Do you think you know the story of Huck Finn? Think again. In this marvelous book by Percival Everett, the adventure is turned on its head and you find yourself reading a totally different story that seems to come tumbling out from between the lines of Twain’s. It’s still an adventure story, in which a boy called Huck and a slave he calls Jim run away by floating down the Mississippi river and get into all sorts of trouble, but this time the point of view belongs to James. The pair become true friends, they look out for each other, care for each other, discuss ideas and try to see the other’s point of view, but the world is different when the one telling the story is a piece of property which needs to be returned to its owner.
It’s a farce and very clever, although I found myself often alarmed at the achingly serious jokes about race that pepper the script. One running gag is the bi-lingualism the blacks use to help the white folk think they still have the upper hand – the black community, in reality, all being self-educated and well spoken. This is James teaching the children to speak black:
“White folks expect us to sound a certain way and it can only help if we don’t disappoint them,” I said. “The only ones who suffer when they are made to feel inferior is us. So, let’s pause to review some of the basics.”
“Don’t make eye contact,” a boy said.
“Right, Virgil.”
“Never speak first,” a girl said.
“That’s correct, February,” I said.
Lizzie looked at the other children and then back to me. “Never address any subject directly when talking to another slave,” she said.
“What do we call that?” I asked.
Together they said, “Signifying.”
“Excellent.”
They were happy with themselves, and I let that feeling linger. “Let’s try some situational translations. Something extreme first. You’re walking down the street and you see that Mrs. Holiday’s kitchen is on fire. She’s standing in her yard, her back to her house, unaware. How do you tell her?”
“Fire, fire,” January said.
“Direct. And that’s almost correct,” I said.
The youngest of them, lean and tall five-year-old Rachel, said, “Lawdy, missum! Looky dere.”
“Perfect,” I said. “Why is that correct?”
Lizzie raised her hand. “Because we must let the whites be the ones who name the trouble.”
“And why is that?” I asked.
February said, “Because they need to know everything before us. Because they need to name everything.”
“Good, good. You all are really sharp today. Okay, let’s imagine now that it’s a grease fire. She’s left bacon unattended on the stove. Mrs. Holiday is about to throw water on it. What do you say?

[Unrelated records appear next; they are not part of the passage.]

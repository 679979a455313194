//! The human approval step between a candidate and the registry.

use crate::core::ids::RateId;
use crate::core::rate::InterestRate;
use crate::error::{EngineError, Result};
use crate::registry::rate_registry::RateRegistry;
use crate::sourcing::candidate::{CandidateRate, Disposition};

/// Store `candidate` as a new registry record.
pub fn approve(registry: &RateRegistry<'_>, candidate: &CandidateRate) -> Result<InterestRate> {
    ensure_not_rejected(candidate)?;
    let rate = registry.create(&candidate.to_new_rate()?)?;
    log::info!(
        "approved {} candidate from {} as rate {}",
        candidate.kind,
        candidate.provenance.source,
        rate.id
    );
    Ok(rate)
}

/// Replace registry record `existing` with `candidate`.
pub fn overwrite(registry: &RateRegistry<'_>, existing: RateId, candidate: &CandidateRate) -> Result<InterestRate> {
    ensure_not_rejected(candidate)?;
    let current = registry.get(existing)?;
    if current.kind != candidate.kind {
        return Err(EngineError::Validation(format!(
            "rate {existing} is a {} rate, candidate is {}",
            current.kind, candidate.kind
        )));
    }
    let rate = registry.update(existing, &candidate.to_new_rate()?)?;
    log::info!(
        "overwrote rate {existing} with candidate from {}",
        candidate.provenance.source
    );
    Ok(rate)
}

fn ensure_not_rejected(candidate: &CandidateRate) -> Result<()> {
    if candidate.disposition == Some(Disposition::RejectedInvalid) {
        let errors = candidate
            .validation
            .as_ref()
            .map(|v| v.errors.join("; "))
            .unwrap_or_default();
        return Err(EngineError::Validation(format!(
            "candidate was rejected: {errors}"
        )));
    }
    Ok(())
}
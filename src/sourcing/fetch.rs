//! HTTP retrieval with bounded retries.

use crate::config::SourcingSettings;
use std::time::Duration;
use thiserror::Error;

#[derive(Debug, Error)]
pub enum FetchError {
    #[error("cannot build HTTP client: {0}")]
    Client(String),
    #[error("request to {url} failed: {message}")]
    Transport { url: String, message: String },
    #[error("{url} answered HTTP {status}")]
    Status { url: String, status: u16 },
    #[error("giving up on {url} after {attempts} attempts: {last}")]
    Exhausted {
        url: String,
        attempts: u32,
        last: Box<FetchError>,
    },
}

impl FetchError {
    /// Timeouts, connection failures, 5xx, 408 and 429 are worth another try.
    pub fn is_retryable(&self) -> bool {
        match self {
            FetchError::Transport { .. } => true,
            FetchError::Status { status, .. } => *status >= 500 || *status == 408 || *status == 429,
            FetchError::Client(_) | FetchError::Exhausted { .. } => false,
        }
    }
}

/// One GET attempt returning the response body.
pub trait HttpClient: Send + Sync {
    fn get(&self, url: &str) -> Result<String, FetchError>;
}

/// Blocking `reqwest` client with a per-request timeout.
pub struct ReqwestClient {
    client: reqwest::blocking::Client,
}

impl ReqwestClient {
    pub fn new(timeout: Duration) -> Result<Self, FetchError> {
        let client = reqwest::blocking::Client::builder()
            .timeout(timeout)
            .user_agent(concat!("repayment-engine/", env!("CARGO_PKG_VERSION")))
            .build()
            .map_err(|e| FetchError::Client(e.to_string()))?;
        Ok(Self { client })
    }
}

impl HttpClient for ReqwestClient {
    fn get(&self, url: &str) -> Result<String, FetchError> {
        let transport = |e: reqwest::Error| FetchError::Transport {
            url: url.to_string(),
            message: e.to_string(),
        };
        let response = self.client.get(url).send().map_err(transport)?;
        let status = response.status();
        if !status.is_success() {
            return Err(FetchError::Status {
                url: url.to_string(),
                status: status.as_u16(),
            });
        }
        response.text().map_err(transport)
    }
}

#[derive(Debug, Clone, Copy, PartialEq, Eq)]
pub struct RetryPolicy {
    pub max_attempts: u32,
    pub base_delay: Duration,
    pub max_delay: Duration,
}

impl RetryPolicy {
    pub fn from_settings(settings: &SourcingSettings) -> Self {
        Self {
            max_attempts: settings.max_attempts.max(1),
            base_delay: Duration::from_millis(settings.base_delay_ms),
            max_delay: Duration::from_millis(settings.max_delay_ms),
        }
    }

    /// No waiting between attempts.
    pub fn immediate(max_attempts: u32) -> Self {
        Self {
            max_attempts: max_attempts.max(1),
            base_delay: Duration::ZERO,
            max_delay: Duration::ZERO,
        }
    }

    /// Wait before retry number `retry` (1-based): `base × 2^(retry−1)`, capped.
    pub fn delay_for(&self, retry: u32) -> Duration {
        let factor = 2u32.saturating_pow(retry.saturating_sub(1));
        self.base_delay
            .checked_mul(factor)
            .unwrap_or(self.max_delay)
            .min(self.max_delay)
    }
}

impl Default for RetryPolicy {
    fn default() -> Self {
        Self::from_settings(&SourcingSettings::default())
    }
}

/// A client paired with the retry policy sources fetch through.
pub struct Fetcher<'a> {
    client: &'a dyn HttpClient,
    policy: RetryPolicy,
}

impl<'a> Fetcher<'a> {
    pub fn new(client: &'a dyn HttpClient, policy: RetryPolicy) -> Self {
        Self { client, policy }
    }

    pub fn get(&self, url: &str) -> Result<String, FetchError> {
        let mut attempt = 1;
        loop {
            match self.client.get(url) {
                Ok(body) => {
                    log::debug!("fetched {url} ({} bytes, attempt {attempt})", body.len());
                    return Ok(body);
                }
                Err(err) if !err.is_retryable() => return Err(err),
                Err(err) if attempt >= self.policy.max_attempts => {
                    return Err(FetchError::Exhausted {
                        url: url.to_string(),
                        attempts: attempt,
                        last: Box::new(err),
                    })
                }
                Err(err) => {
                    let delay = self.policy.delay_for(attempt);
                    log::warn!(
                        "attempt {attempt}/{} for {url} failed: {err}; retrying in {delay:?}",
                        self.policy.max_attempts
                    );
                    std::thread::sleep(delay);
                    attempt += 1;
                }
            }
        }
    }
}

#[cfg(test)]
mod tests {
    use super::*;
    use std::sync::Mutex;

    struct Scripted {
        replies: Mutex<Vec<Result<String, FetchError>>>,
    }

    impl Scripted {
        fn new(mut replies: Vec<Result<String, FetchError>>) -> Self {
            replies.reverse();
            Self {
                replies: Mutex::new(replies),
            }
        }

        fn remaining(&self) -> usize {
            self.replies.lock().unwrap().len()
        }
    }

    impl HttpClient for Scripted {
        fn get(&self, _url: &str) -> Result<String, FetchError> {
            self.replies
                .lock()
                .unwrap()
                .pop()
                .unwrap_or_else(|| Err(FetchError::Client("script exhausted".into())))
        }
    }

    fn status(code: u16) -> Result<String, FetchError> {
        Err(FetchError::Status {
            url: "u".into(),
            status: code,
        })
    }

    #[test]
    fn test_backoff_doubles_and_caps() {
        let policy = RetryPolicy {
            max_attempts: 6,
            base_delay: Duration::from_millis(500),
            max_delay: Duration::from_millis(3000),
        };
        assert_eq!(policy.delay_for(1), Duration::from_millis(500));
        assert_eq!(policy.delay_for(2), Duration::from_millis(1000));
        assert_eq!(policy.delay_for(3), Duration::from_millis(2000));
        assert_eq!(policy.delay_for(4), Duration::from_millis(3000));
        assert_eq!(policy.delay_for(40), Duration::from_millis(3000));
    }

    #[test]
    fn test_retries_then_succeeds() {
        let client = Scripted::new(vec![status(503), status(429), Ok("body".into())]);
        let fetcher = Fetcher::new(&client, RetryPolicy::immediate(3));
        assert_eq!(fetcher.get("u").unwrap(), "body");
    }

    #[test]
    fn test_gives_up_after_cap() {
        let client = Scripted::new(vec![status(500), status(500), status(500), Ok("late".into())]);
        let fetcher = Fetcher::new(&client, RetryPolicy::immediate(3));
        let err = fetcher.get("u").unwrap_err();
        assert!(matches!(err, FetchError::Exhausted { attempts: 3, .. }));
        assert_eq!(client.remaining(), 1);
    }

    #[test]
    fn test_client_errors_are_not_retried() {
        let client = Scripted::new(vec![status(404), Ok("never".into())]);
        let fetcher = Fetcher::new(&client, RetryPolicy::immediate(3));
        assert!(matches!(fetcher.get("u"), Err(FetchError::Status { status: 404, .. })));
        assert_eq!(client.remaining(), 1);
    }
}
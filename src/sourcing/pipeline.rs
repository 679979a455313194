use crate::config::SourcingSettings;
use crate::error::Result;
use crate::registry::rate_registry::RateRegistry;
use crate::sourcing::candidate::{CandidateRate, Disposition, DuplicateCheck};
use crate::sourcing::fetch::{Fetcher, HttpClient, RetryPolicy};
use crate::sourcing::sources::{
    CentralBankSource, LegalReferenceSource, MinistrySource, RateSource, SourceError,
};
use chrono::{DateTime, Utc};
use rusqlite::Connection;
use serde::{Deserialize, Serialize};
use std::fmt;
use std::path::Path;

/// A source that produced nothing usable.
#[derive(Debug, Clone, PartialEq, Eq, Serialize, Deserialize)]
pub struct SourceFailure {
    pub source: String,
    pub error: String,
}

/// Outcome of one sourcing run.
///
/// Always produced, even when every source failed. Serializes to JSON so
/// candidates can be reviewed and approved later.
#[derive(Debug, Clone, PartialEq, Serialize, Deserialize)]
pub struct SourcingReport {
    pub started_at: DateTime<Utc>,
    pub total_fetched: usize,
    pub needs_approval: usize,
    pub skipped_duplicates: usize,
    pub rejected_invalid: usize,
    pub source_errors: Vec<SourceFailure>,
    pub candidates: Vec<CandidateRate>,
}

impl SourcingReport {
    fn new(started_at: DateTime<Utc>) -> Self {
        Self {
            started_at,
            total_fetched: 0,
            needs_approval: 0,
            skipped_duplicates: 0,
            rejected_invalid: 0,
            source_errors: Vec::new(),
            candidates: Vec::new(),
        }
    }

    fn record(&mut self, candidate: CandidateRate) {
        self.total_fetched += 1;
        match candidate.disposition {
            Some(Disposition::NeedsApproval) => self.needs_approval += 1,
            Some(Disposition::SkippedDuplicate) => self.skipped_duplicates += 1,
            Some(Disposition::RejectedInvalid) => self.rejected_invalid += 1,
            None => {}
        }
        self.candidates.push(candidate);
    }

    /// Candidates waiting for a human decision, with their report index.
    pub fn pending(&self) -> impl Iterator<Item = (usize, &CandidateRate)> {
        self.candidates
            .iter()
            .enumerate()
            .filter(|(_, c)| c.disposition == Some(Disposition::NeedsApproval))
    }

    pub fn save(&self, path: &Path) -> std::io::Result<()> {
        let json = serde_json::to_string_pretty(self)?;
        std::fs::write(path, json)
    }

    pub fn load(path: &Path) -> std::io::Result<Self> {
        let json = std::fs::read_to_string(path)?;
        Ok(serde_json::from_str(&json)?)
    }
}

impl fmt::Display for SourcingReport {
    fn fmt(&self, f: &mut fmt::Formatter<'_>) -> fmt::Result {
        writeln!(f, "=== Sourcing run {} ===", self.started_at.format("%Y-%m-%d %H:%M UTC"))?;
        writeln!(f, "Fetched:         {}", self.total_fetched)?;
        writeln!(f, "Needs approval:  {}", self.needs_approval)?;
        writeln!(f, "Duplicates:      {}", self.skipped_duplicates)?;
        writeln!(f, "Rejected:        {}", self.rejected_invalid)?;
        writeln!(f, "Source errors:   {}", self.source_errors.len())?;
        for (idx, c) in self.candidates.iter().enumerate() {
            writeln!(
                f,
                "  [{idx}] {:<8} {:>7} {} → {}  {:<17} {}",
                c.kind,
                c.percentage.map(|p| format!("{p}%")).unwrap_or_else(|| "-".into()),
                c.valid_from.map(|d| d.to_string()).unwrap_or_else(|| "?".into()),
                c.valid_to.map(|d| d.to_string()).unwrap_or_else(|| "open".into()),
                c.disposition.map(|d| d.as_str()).unwrap_or("unclassified"),
                c.provenance.source,
            )?;
        }
        for failure in &self.source_errors {
            writeln!(f, "  ! {}: {}", failure.source, failure.error)?;
        }
        Ok(())
    }
}

/// Fetches candidates from every source and classifies them against the
/// registry. Never writes to the registry.
pub struct SourcingPipeline {
    sources: Vec<Box<dyn RateSource>>,
    policy: RetryPolicy,
}

impl SourcingPipeline {
    pub fn new(policy: RetryPolicy) -> Self {
        Self {
            sources: Vec::new(),
            policy,
        }
    }

    /// The central bank, the ministry index and every configured
    /// legal-reference site.
    pub fn from_settings(settings: &SourcingSettings) -> Self {
        let mut pipeline = Self::new(RetryPolicy::from_settings(settings))
            .with_source(CentralBankSource::new(
                &settings.central_bank_url,
                settings.statutory_surcharge_points,
            ))
            .with_source(MinistrySource::new(
                &settings.ministry_index_url,
                settings.ministry_max_pages,
                settings.ministry_max_items,
            ));
        for url in &settings.legal_reference_urls {
            pipeline = pipeline.with_source(LegalReferenceSource::new(url));
        }
        pipeline
    }

    pub fn with_source(mut self, source: impl RateSource + 'static) -> Self {
        self.sources.push(Box::new(source));
        self
    }

    pub fn source_names(&self) -> Vec<&str> {
        self.sources.iter().map(|s| s.name()).collect()
    }

    pub fn run(&self, client: &dyn HttpClient, conn: &Connection) -> Result<SourcingReport> {
        let mut report = SourcingReport::new(Utc::now());
        let registry = RateRegistry::new(conn);

        for (name, outcome) in self.fetch_all(client) {
            match outcome {
                Ok(candidates) => {
                    log::debug!("{name}: {} candidates", candidates.len());
                    for mut candidate in candidates {
                        classify(&mut candidate, &registry)?;
                        report.record(candidate);
                    }
                }
                Err(err) => {
                    log::warn!("source {name} failed: {err}");
                    report.source_errors.push(SourceFailure {
                        source: name,
                        error: err.to_string(),
                    });
                }
            }
        }

        log::info!(
            "sourcing run: {} fetched, {} need approval, {} duplicates, {} rejected, {} source errors",
            report.total_fetched,
            report.needs_approval,
            report.skipped_duplicates,
            report.rejected_invalid,
            report.source_errors.len()
        );
        Ok(report)
    }

    /// Every source on its own thread; a slow or failing source does not
    /// hold back the others' results.
    fn fetch_all(&self, client: &dyn HttpClient) -> Vec<(String, std::result::Result<Vec<CandidateRate>, SourceError>)> {
        let fetcher = Fetcher::new(client, self.policy);
        let fetcher = &fetcher;
        std::thread::scope(|scope| {
            let handles: Vec<_> = self
                .sources
                .iter()
                .map(|source| (source.name().to_string(), scope.spawn(move || source.fetch(fetcher))))
                .collect();
            handles
                .into_iter()
                .map(|(name, handle)| {
                    let outcome = handle.join().unwrap_or_else(|_| {
                        Err(SourceError::Parse {
                            url: name.clone(),
                            message: "source panicked".to_string(),
                        })
                    });
                    (name, outcome)
                })
                .collect()
        })
    }
}

/// Validate, then duplicate-check. Invalid candidates are never compared
/// with the registry.
pub fn classify(candidate: &mut CandidateRate, registry: &RateRegistry<'_>) -> Result<Disposition> {
    let validation = candidate.validate();
    let valid = validation.valid;
    candidate.validation = Some(validation);

    let disposition = match (valid, candidate.valid_from) {
        (true, Some(from)) => {
            let existing = registry.find_overlap(candidate.kind, from, candidate.valid_to)?;
            candidate.duplicate = Some(DuplicateCheck {
                is_duplicate: existing.is_some(),
                matched_id: existing.map(|r| r.id),
            });
            if candidate.duplicate.is_some_and(|d| d.is_duplicate) {
                Disposition::SkippedDuplicate
            } else {
                Disposition::NeedsApproval
            }
        }
        _ => Disposition::RejectedInvalid,
    };
    candidate.disposition = Some(disposition);
    Ok(disposition)
}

Rachel?” Rachel paused.
“Missums, that water gone make it wurs!”
“Of course, that’s true, but what’s the problem with that?”
Virgil said, “You’re telling her she’s doing the wrong thing.”
I nodded. “So, what should you say?”
Lizzie looked at the ceiling and spoke while thinking it through. “Would you like for me to get some sand?”
“Correct approach, but you didn’t translate it.”
She nodded. “Oh, Lawd, missums ma’am, you wan fo me to gets some sand?”
“Good.”
I’m laughing at the humour, but slightly hesitantly, with a bit of an: is is OK to laugh at this? nervousness. So much dark humour is situation and relationship dependent and, being a kiwi, I’m just not American enough to understand the complexities here. Perhaps every country’s racism has its own ironies. Here we have slaves portrayed as pastiches of the elite and well-educated white men beneath the very noses of their less intellectual owners. Does a slave need to be so erudite as to debate the difference between ‘proleptic irony or dramatic irony‘ and appreciate ‘Voltaire’s notion of tolerance regarding religious difference‘ for us, the readers, to accept him as intelligent? The whites are played for fools while the blacks help them maintain their illusion of power, and yet it is not an illusion – the blacks are hunted and sold and raped and shot just like history tells us. So why give the slaves such an impotent power? They are still the ones suffering.
The story is about racism, of course – it always was – and the American history of slavery does resonate in many ways with our own colonial history here in New Zealand, and must hold a mirror to other persecutions all over the world. “I considered the northern white stance against slavery. How much of the desire to end the institution was fueled by a need to quell and subdue white guilt and pain? Was it just too much to watch? Did it offend Christian sensibilities to live in a society that allowed that practice? I knew that whatever the cause of their war, freeing slaves was an incidental premise and would be an incidental result.“
I’d seriously recommend reading some reviews of James by American writers and academics (here’s a good one in the Chicago review of books) to unravel how this works in the context of the current understanding of race relations in the States. I wonder how we will read James in the future, as the way we continue to make sense of this period of history evolves?
This all makes the book sound very heavy and miserable and the amazing thing is that it really is not. Well it is, but it is also an extraordinarily compelling adventure story with a plot that flows as fast as the Mississippi river and a charismatic hero in James who romps through the pages with an eye for the absurd and a beautiful humanity. The relationship between him and Huckleberry Finn, once again, is classic.
I enjoyed this far more than Twain’s version. It’s important to look back at Twain, but very good to move on with Everett.